Adobe products that are patched in this month security update includes- FrameMaker document processor, the InCopy, InDesign suites, the Character Animator motion capture tool and the Adobe ColdFusion platform.
Adobe has fixed problem of Out-of-bounds Write, Out-of-bounds Read, Use After Free and Cross-site Scripting.
Organizations are strongly encouraged to review and apply appropriate update using the vendor provided instruction in the “Solution” section of Adobe security bulletin, particularly patches for critical vulnerabilities.

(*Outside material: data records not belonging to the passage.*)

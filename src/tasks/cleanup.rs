//! Sweeper Task
//!
//! Background task that periodically removes expired cache entries and
//! rate-limit records whose window closed long ago.

use std::sync::Arc;
use std::time::Duration;

use tokio::sync::{Mutex, RwLock};
use tokio::task::JoinHandle;
use tracing::{debug, info};

use crate::cache::CacheStore;
use crate::limiter::RateLimiter;

/// Spawns a background task that sweeps both stores every
/// `cleanup_interval_secs`.
///
/// Rate-limit records are dropped once their window has been closed for
/// more than `grace_secs`. Each store is locked only for its own sweep.
///
/// # Returns
/// A JoinHandle for the spawned task, which can be used to abort the task
/// during graceful shutdown.
pub fn spawn_cleanup_task(
    cache: Arc<RwLock<CacheStore>>,
    limiter: Arc<Mutex<RateLimiter>>,
    cleanup_interval_secs: u64,
    grace_secs: u64,
) -> JoinHandle<()> {
    let interval = Duration::from_secs(cleanup_interval_secs.max(1));
    let grace_ms = grace_secs.saturating_mul(1_000);

    tokio::spawn(async move {
        info!(
            "Starting sweeper with interval of {} seconds",
            cleanup_interval_secs
        );

        loop {
            tokio::time::sleep(interval).await;

            let expired = cache.write().await.cleanup_expired();
            let stale = limiter.lock().await.sweep_expired(grace_ms);

            if expired > 0 || stale > 0 {
                info!(expired, stale, "Sweep removed expired entries");
            } else {
                debug!("Sweep found nothing to remove");
            }
        }
    })
}
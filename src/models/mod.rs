//! Request and Response models for the API
//!
//! The response envelope plus the DTOs used for serializing and
//! deserializing HTTP bodies.

pub mod envelope;
pub mod requests;
pub mod responses;

// Re-export commonly used types
pub use envelope::Envelope;
pub use requests::{
    ChatRequest, ColorsQuery, CryptoQuery, MemeQuery, NewsQuery, PasswordQuery, QrQuery,
    QuotesQuery, SearchQuery, ShortenQuery, WeatherQuery, YoutubeQuery,
};
pub use responses::{CacheStatus, HealthResponse, StatusResponse};
//! YouTube metadata (GET /api/youtube)
//!
//! Resolves a video through the public oEmbed endpoint and returns a demo
//! download link. Nothing is actually downloaded or transcoded.

use axum::{
    extract::{rejection::QueryRejection, Query, State},
    response::Response,
};
use serde::{Deserialize, Serialize};
use serde_json::Value;
use url::Url;

use crate::api::{policy::YOUTUBE, respond, AppState, ClientIdentity};
use crate::error::{ApiError, Result};
use crate::models::requests::{or_default, required};
use crate::models::YoutubeQuery;
use crate::routes::query_params;
use crate::upstream::{UpstreamClient, UpstreamError};

const FAILED: &str = "Failed to process YouTube URL";
const VIDEO_ID_LENGTH: usize = 11;
const DOWNLOAD_BASE: &str = "https://ladybug-api.vercel.app/api/youtube/download";

#[derive(Debug, Clone, PartialEq, Serialize)]
#[serde(rename_all = "camelCase")]
pub struct VideoInfo {
    pub title: String,
    pub author: String,
    pub duration: &'static str,
    pub thumbnail: String,
    pub download_url: String,
    pub format: String,
    pub quality: &'static str,
    pub size: &'static str,
    pub video_id: String,
}

#[derive(Debug, Deserialize)]
struct OEmbed {
    title: String,
    #[serde(default)]
    author_name: String,
    #[serde(default)]
    thumbnail_url: String,
}

/// Handler for GET /api/youtube
pub async fn youtube_handler(
    State(state): State<AppState>,
    ClientIdentity(identity): ClientIdentity,
    query: std::result::Result<Query<YoutubeQuery>, QueryRejection>,
) -> Response {
    let result = video(&state, &identity, query).await;
    respond(&YOUTUBE, &identity, result)
}

async fn video(
    state: &AppState,
    identity: &str,
    query: std::result::Result<Query<YoutubeQuery>, QueryRejection>,
) -> Result<Value> {
    state.check_rate(&YOUTUBE, identity).await?;
    let query = query_params(query)?;

    let raw = required(&query.url, "URL parameter is required")?;
    let video_id =
        extract_video_id(raw).ok_or_else(|| ApiError::validation("Invalid YouTube URL"))?;
    let format = or_default(&query.format, "mp4").to_ascii_lowercase();

    let key = format!("{video_id}:{format}");
    state
        .cached(&YOUTUBE, &key, || async {
            let info = fetch_video_info(&state.upstream, &video_id, &format)
                .await
                .map_err(|e| ApiError::upstream(FAILED, e))?;
            serde_json::to_value(info).map_err(|e| ApiError::internal(FAILED, e.to_string()))
        })
        .await
}

/// Pulls the 11-character video id out of watch, short, embed and
/// youtu.be links. A missing scheme is tolerated.
pub fn extract_video_id(raw: &str) -> Option<String> {
    let raw = raw.trim();
    let url = Url::parse(raw)
        .or_else(|_| Url::parse(&format!("https://{raw}")))
        .ok()?;
    let host = url.host_str()?.to_ascii_lowercase();
    let mut segments = url.path_segments()?.filter(|s| !s.is_empty());

    let candidate = if host == "youtu.be" {
        segments.next().map(str::to_string)
    } else if host == "youtube.com" || host.ends_with(".youtube.com") {
        match segments.next() {
            Some("watch") => url
                .query_pairs()
                .find(|(name, _)| name == "v")
                .map(|(_, value)| value.into_owned()),
            Some("embed" | "shorts" | "v" | "e" | "live") => segments.next().map(str::to_string),
            _ => None,
        }
    } else {
        None
    };

    candidate.filter(|id| is_video_id(id))
}

fn is_video_id(id: &str) -> bool {
    id.len() == VIDEO_ID_LENGTH
        && id
            .chars()
            .all(|c| c.is_ascii_alphanumeric() || c == '-' || c == '_')
}

/// Looks the video up through oEmbed and builds the download record.
pub async fn fetch_video_info(
    upstream: &UpstreamClient,
    video_id: &str,
    format: &str,
) -> std::result::Result<VideoInfo, UpstreamError> {
    let watch_url = format!("https://www.youtube.com/watch?v={video_id}");
    let oembed: OEmbed = upstream
        .get_json(
            &upstream.config().youtube_oembed_url,
            &[("url", watch_url.as_str()), ("format", "json")],
        )
        .await?;

    Ok(VideoInfo {
        title: oembed.title,
        author: oembed.author_name,
        duration: "Unknown",
        thumbnail: oembed.thumbnail_url,
        download_url: format!("{DOWNLOAD_BASE}?id={video_id}&format={format}"),
        quality: if format == "mp3" { "128kbps" } else { "720p" },
        format: format.to_string(),
        size: "Variable",
        video_id: video_id.to_string(),
    })
}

CVE/Vulnerability | Description | Severity |
CVE-2022-28819 | Out-of-bounds Write | Critical |
CVE-2022-28818 | Cross-site Scripting | Important |
CVE-2022-28831 | Out-of-bounds Write | Critical |
CVE-2022-28832 | Out-of-bounds Read | Critical |
CVE-2022-28833 | Out-of-bounds Write | Critical |
Multiple Vulnerabilities | Out-of-bounds Write, Read and Use After Free | Critical |
CVE-2022-28834 | Out-of-bounds Write | Critical |
CVE-2022-28835 | Use After Free | Critical |
CVE-2022-28836 | Out-of-bounds Write | Critical |
Table 1: Vulnerability details
Affected Product(s) | Version | Platform |
Character Animator 2021 | 4.4.2 and earlier versions | Windows and macOS |
Character Animator 2022 | 22.3 and earlier versions | Windows and macOS |
ColdFusion 2018 | Update 13 and earlier versions | All |
ColdFusion 2021 | Version 3 and earlier versions | All |
Adobe InDesign | 17.1 and earlier versions | Windows and macOS |
Adobe InDesign | 16.4.1 and earlier versions | Windows and macOS |
Adobe Framemaker | 2019 Release Update 8 and earlier | Windows |
Adobe Framemaker | 2020 Release Update 4 and earlier | Windows |
Adobe InCopy | 17.1 and earlier version | Windows and macOS |
Adobe InCopy | 16.4.1 and earlier version | Windows and macOS |
Table 2: Vulnerable versions
Organizations are strongly encouraged to apply appropriate update using the vendor provided instruction as soon as possible.